* [WORK ORDER]:
Your answer should be one number, the count of lines in the data that hold "TopoError".

☆ ☆ ☆ ☆ ☆

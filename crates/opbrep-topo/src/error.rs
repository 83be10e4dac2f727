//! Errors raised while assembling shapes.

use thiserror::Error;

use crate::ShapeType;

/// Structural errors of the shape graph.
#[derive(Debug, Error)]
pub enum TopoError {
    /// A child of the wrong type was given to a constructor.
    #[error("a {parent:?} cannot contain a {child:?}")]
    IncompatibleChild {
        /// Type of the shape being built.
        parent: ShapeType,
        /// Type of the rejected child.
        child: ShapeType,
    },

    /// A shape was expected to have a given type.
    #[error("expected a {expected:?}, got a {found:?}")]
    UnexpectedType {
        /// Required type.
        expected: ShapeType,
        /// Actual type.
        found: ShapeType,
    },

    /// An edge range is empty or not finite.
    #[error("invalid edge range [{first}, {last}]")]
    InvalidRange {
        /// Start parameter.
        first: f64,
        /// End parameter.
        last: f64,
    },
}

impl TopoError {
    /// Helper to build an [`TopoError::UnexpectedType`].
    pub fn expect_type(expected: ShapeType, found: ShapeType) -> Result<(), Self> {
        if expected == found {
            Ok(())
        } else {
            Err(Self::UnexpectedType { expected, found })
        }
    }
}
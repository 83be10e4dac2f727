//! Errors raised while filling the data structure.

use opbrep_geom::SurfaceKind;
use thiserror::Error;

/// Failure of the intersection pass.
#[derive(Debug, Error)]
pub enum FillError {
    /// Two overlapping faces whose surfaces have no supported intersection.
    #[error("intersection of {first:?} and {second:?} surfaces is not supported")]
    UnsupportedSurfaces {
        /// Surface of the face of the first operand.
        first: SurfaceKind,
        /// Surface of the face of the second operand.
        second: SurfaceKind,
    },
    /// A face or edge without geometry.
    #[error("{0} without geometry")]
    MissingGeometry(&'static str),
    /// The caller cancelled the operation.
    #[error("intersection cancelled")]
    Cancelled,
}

☆ ☆ ☆ ☆ ☆

* [TASK OUTPUT]:
3